— Directions —
Each record below should be set down exactly.

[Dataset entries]
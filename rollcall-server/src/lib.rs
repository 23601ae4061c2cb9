//! rollcall-server library interface
//!
//! Attendance tracking service: facial-recognition intake, attendance
//! writes, dashboard statistics and guardian notifications.

pub mod api;
pub mod config;
pub mod db;
pub mod error;
pub mod services;

pub use crate::error::{ApiError, ApiResult};

use axum::extract::DefaultBodyLimit;
use axum::Router;
use chrono::{DateTime, Utc};
use sqlx::SqlitePool;
use std::sync::Arc;
use tokio::sync::RwLock;
use tower_http::trace::TraceLayer;

use crate::config::ServiceSettings;
use crate::services::recognizer::FaceRecognizer;

/// Room for multipart framing and text fields on top of the image ceiling
const MULTIPART_OVERHEAD_BYTES: usize = 1024 * 1024;

/// Application state shared across handlers
#[derive(Clone)]
pub struct AppState {
    /// Database connection pool
    pub db: SqlitePool,
    /// External face-recognition engine
    pub recognizer: Arc<dyn FaceRecognizer>,
    /// Upload and attendance policy settings
    pub settings: Arc<ServiceSettings>,
    /// Service startup timestamp for uptime tracking
    pub startup_time: DateTime<Utc>,
    /// Last background error, reported by /health
    pub last_error: Arc<RwLock<Option<String>>>,
}

impl AppState {
    pub fn new(db: SqlitePool, recognizer: Arc<dyn FaceRecognizer>, settings: ServiceSettings) -> Self {
        Self {
            db,
            recognizer,
            settings: Arc::new(settings),
            startup_time: Utc::now(),
            last_error: Arc::new(RwLock::new(None)),
        }
    }

    /// Record a failure that happened outside a request
    pub async fn record_error(&self, message: impl Into<String>) {
        *self.last_error.write().await = Some(message.into());
    }
}

/// Build application router
pub fn build_router(state: AppState) -> Router {
    let body_limit = state.settings.max_upload_bytes + MULTIPART_OVERHEAD_BYTES;

    Router::new()
        .merge(api::student_routes())
        .merge(api::recognition_routes())
        .merge(api::attendance_routes())
        .merge(api::dashboard_routes())
        .merge(api::notification_routes())
        .merge(api::sample_data_routes())
        .merge(api::health_routes())
        .layer(DefaultBodyLimit::max(body_limit))
        .layer(TraceLayer::new_for_http())
        .with_state(state)
}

— Answer for this exercise —
filename rollcall-server/src/lib.rs
repository 23601ae4061c2cb9
//! rollcall-server library interface
//!
//! Attendance tracking service: facial-recognition intake, attendance
//! writes, dashboard statistics and guardian notifications.

pub mod api;
pub mod config;
pub mod db;
pub mod error;
pub mod services;

pub use crate::error::{ApiError, ApiResult};

use axum::extract::DefaultBodyLimit;
use axum::Router;
use chrono::{DateTime, Utc};
use sqlx::SqlitePool;
use std::sync::Arc;
use tokio::sync::RwLock;
use tower_http::trace::TraceLayer;

use crate::config::ServiceSettings;
use crate::services::recognizer::FaceRecognizer;

/// Room for multipart framing and text fields on top of the image ceiling
const MULTIPART_OVERHEAD_BYTES: usize = 1024 * 1024;

/// Application state shared across handlers
#[derive(Clone)]
pub struct AppState {
    /// Database connection pool
    pub db: SqlitePool,
    /// External face-recognition engine
    pub recognizer: Arc<dyn FaceRecognizer>,
    /// Upload and attendance policy settings
    pub settings: Arc<ServiceSettings>,
    /// Service startup timestamp for uptime tracking
    pub startup_time: DateTime<Utc>,
    /// Last background error, reported by /health
    pub last_error: Arc<RwLock<Option<String>>>,
}

impl AppState {
    pub fn new(db: SqlitePool, recognizer: Arc<dyn FaceRecognizer>, settings: ServiceSettings) -> Self {
        Self {
            db,
            recognizer,
            settings: Arc::new(settings),
            startup_time: Utc::now(),
            last_error: Arc::new(RwLock::new(None)),
        }
    }

    /// Record a failure that happened outside a request
    pub async fn record_error(&self, message: impl Into<String>) {
        *self.last_error.write().await = Some(message.into());
    }
}

/// Build application router
pub fn build_router(state: AppState) -> Router {
    let body_limit = state.settings.max_upload_bytes + MULTIPART_OVERHEAD_BYTES;

    Router::new()
        .merge(api::student_routes())
        .merge(api::recognition_routes())
        .merge(api::attendance_routes())
        .merge(api::dashboard_routes())
        .merge(api::notification_routes())
        .merge(api::sample_data_routes())
        .merge(api::health_routes())
        .layer(DefaultBodyLimit::max(body_limit))
        .layer(TraceLayer::new_for_http())
        .with_state(state)
}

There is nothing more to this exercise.